Photo by Trust for Public Land

Rue Mapp founded Outdoor Afro in 2009 in Oakland, California. The nonprofit creates spaces for Black people to reconnect with nature, conservation, and outdoor activities like hiking, biking, fishing, and more. Today, the national nonprofit provides a variety of outdoor programming across the country through their volunteer leadership program. The organization also creates awareness campaigns around Juneteenth, Black History Month, and more. Outdoor Afro’s 2024 Black History Month Campaign focuses on scientist and inventor George Washington Carver. 
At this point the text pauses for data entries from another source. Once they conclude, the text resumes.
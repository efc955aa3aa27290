//! Server configuration, read from environment variables.

use std::env;
use thiserror::Error;
use tiltbec::render::RenderConfig;

/// Default bind address.
pub const DEF_BIND_ADDRESS: &str = "127.0.0.1:8000";

/// Returned when an environment variable holds an unusable value.
#[derive(Debug, Error, PartialEq, Eq)]
pub enum ConfigError {
    #[error("invalid value for {var}: {value:?}")]
    Invalid { var: &'static str, value: String },
}

/// Server configuration.
#[derive(Clone, Debug, PartialEq, Eq)]
pub struct Config {
    /// Address the server listens on (`BIND_ADDRESS`).
    pub bind_address: String,
    /// Canvas size of the rendered figure (`PLOT_WIDTH`, `PLOT_HEIGHT`).
    pub render: RenderConfig,
}

impl Default for Config {
    fn default() -> Self {
        Self {
            bind_address: DEF_BIND_ADDRESS.to_string(),
            render: RenderConfig::default(),
        }
    }
}

fn parse_dim<F>(lookup: &mut F, var: &'static str, default: u32)
    -> Result<u32, ConfigError>
where F: FnMut(&str) -> Option<String>
{
    match lookup(var) {
        None => Ok(default),
        Some(value) => {
            let parsed: Result<u32, _> = value.trim().parse();
            parsed.map_err(|_| ConfigError::Invalid { var, value })
        },
    }
}

impl Config {
    /// Load configuration from the process environment.
    pub fn from_env() -> Result<Self, ConfigError> {
        Self::from_lookup(|var| env::var(var).ok())
    }

    /// Load configuration from an arbitrary variable lookup; unset variables
    /// take their defaults.
    pub fn from_lookup<F>(mut lookup: F) -> Result<Self, ConfigError>
    where F: FnMut(&str) -> Option<String>
    {
        let def = Self::default();
        let bind_address
            = lookup("BIND_ADDRESS")
            .filter(|addr| !addr.trim().is_empty())
            .unwrap_or(def.bind_address);
        let width = parse_dim(&mut lookup, "PLOT_WIDTH", def.render.width)?;
        let height = parse_dim(&mut lookup, "PLOT_HEIGHT", def.render.height)?;
        Ok(Self { bind_address, render: RenderConfig { width, height } })
    }
}
//! Collection of all error types.
//!
//! All errors derive [`thiserror::Error`], making them composable when allowed
//! and compatible with application code using [`anyhow`][anyhow].
//!
//! [anyhow]: https://crates.io/crates/anyhow

use ndarray as nd;
use thiserror::Error;

/// Returned when an operation requiring equal-length arrays encounters arrays
/// with unequal length.
#[derive(Debug, Error)]
#[error("encountered arrays with incompatible lengths; got {0} and {1}")]
pub struct LengthError(pub usize, pub usize);

impl LengthError {
    pub(crate) fn check<S, A, T, B>(
        a: &nd::ArrayBase<S, nd::Ix1>,
        b: &nd::ArrayBase<T, nd::Ix1>,
    ) -> Result<(), Self>
    where
        S: nd::Data<Elem = A>,
        T: nd::Data<Elem = B>,
    {
        let na = a.len();
        let nb = b.len();
        (na == nb).then_some(()).ok_or(Self(na, nb))
    }
}

/// Returned from the model evaluator when its inputs (or anything derived from
/// them) leave the domain on which the model is defined.
#[derive(Debug, Error)]
pub enum DomainError {
    /// Returned when the interaction strength is exactly zero.
    #[error("interaction strength g must be non-zero")]
    ZeroInteraction,

    /// Returned when an input parameter is NaN or infinite.
    #[error("parameter {0} must be finite; got {1}")]
    NonFinite(&'static str, f64),

    /// Returned when a non-positive grid length is encountered.
    #[error("grid length must be greater than 0; got {0}")]
    BadLength(f64),

    /// Returned when a zero-point grid is requested.
    #[error("grid must have at least 1 sample; got {0}")]
    BadSamples(usize),

    /// Returned when a derived quantity picks up a NaN or infinity.
    #[error("evaluation produced non-finite values in {0}")]
    NonFiniteOutput(&'static str),
}

impl DomainError {
    pub(crate) fn check_finite(name: &'static str, val: f64)
        -> Result<(), Self>
    {
        val.is_finite().then_some(()).ok_or(Self::NonFinite(name, val))
    }

    pub(crate) fn check_interaction(g: f64) -> Result<(), Self> {
        (g != 0.0).then_some(()).ok_or(Self::ZeroInteraction)
    }

    pub(crate) fn check_length(length: f64) -> Result<(), Self> {
        (length > 0.0).then_some(()).ok_or(Self::BadLength(length))
    }

    pub(crate) fn check_samples(samples: usize) -> Result<(), Self> {
        (samples != 0).then_some(()).ok_or(Self::BadSamples(samples))
    }

    pub(crate) fn check_output<'a, I>(name: &'static str, vals: I)
        -> Result<(), Self>
    where I: IntoIterator<Item = &'a f64>
    {
        vals.into_iter().all(|v| v.is_finite())
            .then_some(())
            .ok_or(Self::NonFiniteOutput(name))
    }
}

/// Describes a single problem with a single form field.
#[derive(Clone, Debug, Error, PartialEq)]
pub enum FieldError {
    /// Returned when a field is absent or blank.
    #[error("{0}: this field is required")]
    Missing(&'static str),

    /// Returned when a field cannot be parsed as a number.
    #[error("{0}: enter a number; got {1:?}")]
    NotANumber(&'static str, String),

    /// Returned when a field parses to NaN or an infinity.
    #[error("{0}: value must be finite")]
    NotFinite(&'static str),

    /// Returned when a field lies outside its (inclusive) allowed range.
    #[error("{key}: ensure this value lies in [{min}, {max}]; got {value}")]
    OutOfRange {
        key: &'static str,
        value: f64,
        min: f64,
        max: f64,
    },
}

impl FieldError {
    /// Return the key of the offending field.
    pub fn key(&self) -> &'static str {
        match self {
            Self::Missing(key) => key,
            Self::NotANumber(key, _) => key,
            Self::NotFinite(key) => key,
            Self::OutOfRange { key, .. } => key,
        }
    }
}

/// Returned when one or more fields of a parameter set fail validation.
#[derive(Clone, Debug, Error, PartialEq)]
#[error("invalid parameters: {}", .0.iter().map(|e| e.to_string()).collect::<Vec<_>>().join("; "))]
pub struct ValidationError(pub Vec<FieldError>);

impl ValidationError {
    /// Return all errors pertaining to the field with key `key`.
    pub fn for_field<'a>(&'a self, key: &'a str)
        -> impl Iterator<Item = &'a FieldError> + 'a
    {
        self.0.iter().filter(move |err| err.key() == key)
    }

    pub(crate) fn check(errors: Vec<FieldError>) -> Result<(), Self> {
        errors.is_empty().then_some(()).ok_or(Self(errors))
    }
}

/// Returned from functions in [`render`][crate::render].
#[derive(Debug, Error)]
pub enum RenderError {
    /// [`LengthError`]
    #[error("series length error: {0}")]
    Length(#[from] LengthError),

    /// Returned when a plotted series contains NaN or infinite values.
    #[error("cannot plot non-finite values in series {0:?}")]
    NonFinite(String),

    /// Returned when the requested canvas is too small to hold the panels.
    #[error("canvas must be at least {min}x{min} pixels; got {width}x{height}")]
    BadCanvas { width: u32, height: u32, min: u32 },

    /// Returned when the embedded font face cannot be parsed.
    #[error("font error: {0}")]
    Font(#[from] ab_glyph::InvalidFont),

    /// Returned when PNG encoding fails.
    #[error("png encoding error: {0}")]
    Encode(#[from] image::ImageError),
}

/// Identifies a stage of the [`pipeline`][crate::pipeline].
#[derive(Copy, Clone, Debug, PartialEq, Eq, PartialOrd, Ord)]
pub enum Stage {
    Validate,
    Evaluate,
    Render,
    Encode,
}

/// Returned from [`pipeline::run`][crate::pipeline::run].
#[derive(Debug, Error)]
pub enum PipelineError {
    /// [`ValidationError`]
    #[error("{0}")]
    Validation(#[from] ValidationError),

    /// [`DomainError`]
    #[error("domain error: {0}")]
    Domain(#[from] DomainError),

    /// [`RenderError`]
    #[error("render error: {0}")]
    Render(#[from] RenderError),
}

impl PipelineError {
    /// Return the stage at which the pipeline was halted.
    pub fn stage(&self) -> Stage {
        match self {
            Self::Validation(_) => Stage::Validate,
            Self::Domain(_) => Stage::Evaluate,
            Self::Render(RenderError::Encode(_)) => Stage::Encode,
            Self::Render(_) => Stage::Render,
        }
    }
}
Photo from Tuskegee University Archives/Museum

George Washington Carver created hundreds of products using sweet potatoes, peanut butter, and soybeans. He was the first Black person to obtain a Bachelor of Science degree at Iowa State and was known for his innovative regenerative agriculture techniques and inventions. His studies of soil chemistry brought to light the need for crop rotation and the planting of nitrogen-fixing plants, such as peanuts, to replenish the soil. Known as “The Peanut Man”, Carver developed over 300 types of products from peanuts with a wide variety of applications.

Photo by Dave Brenner

Like Carver, Dr. Robert Bullard studied at Iowa State University. Dr. Bullard is known as the father of environmental justice. In 1979, he was the first person to study environmental racism using quantitative data in relation to the case Bean v. Southwestern Waste Management Inc. Since then, Dr. Bullard has written 18 books on this topic and has received many awards such as the John Muir Award, the 2020 Champions of the Earth Lifetime Achievement Award, and more. Today, Dr. Bullard is a distinguished professor of urban planning and environmental policy at Texas Southern University. Learn more about Dr. Bullard and his work here

Source: People for Community Recovery Archives, Vivian G. Harsh Research Collection of Afro-American History and Literature

Known as the mother of the environmental justice movement, Hazel Johnson began her work just a few years before Dr. Bullard in Chicago. After discovering how the landfill of her home community was negatively affecting the health of her neighbors, Johnson founded the People for Community Recovery. She was instrumental in getting President Clinton to sign the Environmental Justice Executive Order in 1994.

Photo by Angela Rzeszut

On a more local level, writer, activist, and hiker, Mardi Fuller, is the first Black person to have summited all 48 of New Hampshire’s highest peaks in the winter. Today, she is a community builder, speaker, and continues to be an avid hiker and backpacker in the Northeast. Follow her here.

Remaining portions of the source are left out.